EXERCISE PROMPT: Would you copy each line of the records that includes the word "retry"?

AVAILABLE DATA section start

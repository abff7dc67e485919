//! # Campus Copilot
//!
//! Retrieval-augmented, multi-turn question answering over a campus
//! document corpus.
//!
//! ## Architecture
//!
//! ```text
//! ┌──────────┐   ┌───────────┐   ┌──────────────┐
//! │  Ingest  │──▶│ Embedding │──▶│ Vector Index │
//! │ md / txt │   │  Gateway  │   │  (in-memory) │
//! └──────────┘   └───────────┘   └──────┬───────┘
//!                                       │
//!   query ──▶ Cache ──miss──▶ Retriever ┘──▶ Context ──▶ LLM ──▶ events
//!               │                           Assembler
//!               └──hit──────────────────────────────────────────▶ events
//! ```
//!
//! The [`orchestrator::Orchestrator`] owns the request state machine and
//! streams [`orchestrator::AnswerEvent`]s. Sessions and the answer cache
//! are written only when an answer completes.
//!
//! ## Modules
//!
//! | Module | Purpose |
//! |--------|---------|
//! | [`config`] | TOML configuration parsing and validation |
//! | [`error`] | Request-level errors and their public codes |
//! | [`retry`] | Bounded retry with exponential backoff and per-attempt timeouts |
//! | [`embedding`] | Embedding providers and the validating gateway |
//! | [`llm`] | Streaming language model providers |
//! | [`prompt`] | Prompt construction with source markers |
//! | [`retriever`] | Embed, search, filter and re-rank |
//! | [`session`] | Conversation session store |
//! | [`cache`] | Answer cache and key derivation |
//! | [`intent`] | Keyword intent routing to metadata filters |
//! | [`orchestrator`] | Request state machine and answer streams |
//! | [`ingest`] | Directory ingestion |
//! | [`maintenance`] | Idle-session eviction and index compaction |
//! | [`server`] | HTTP API |
//!
//! Pure ranking, chunking and budgeting logic lives in the
//! `campus-copilot-core` crate.

pub mod cache;
pub mod config;
pub mod embedding;
pub mod error;
pub mod ingest;
pub mod intent;
pub mod llm;
pub mod maintenance;
pub mod orchestrator;
pub mod prompt;
pub mod retriever;
pub mod retry;
pub mod server;
pub mod session;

AVAILABLE DATA section end

THE ANSWER:
//! | [`retry`] | Bounded retry with exponential backoff and per-attempt timeouts |
pub mod retry;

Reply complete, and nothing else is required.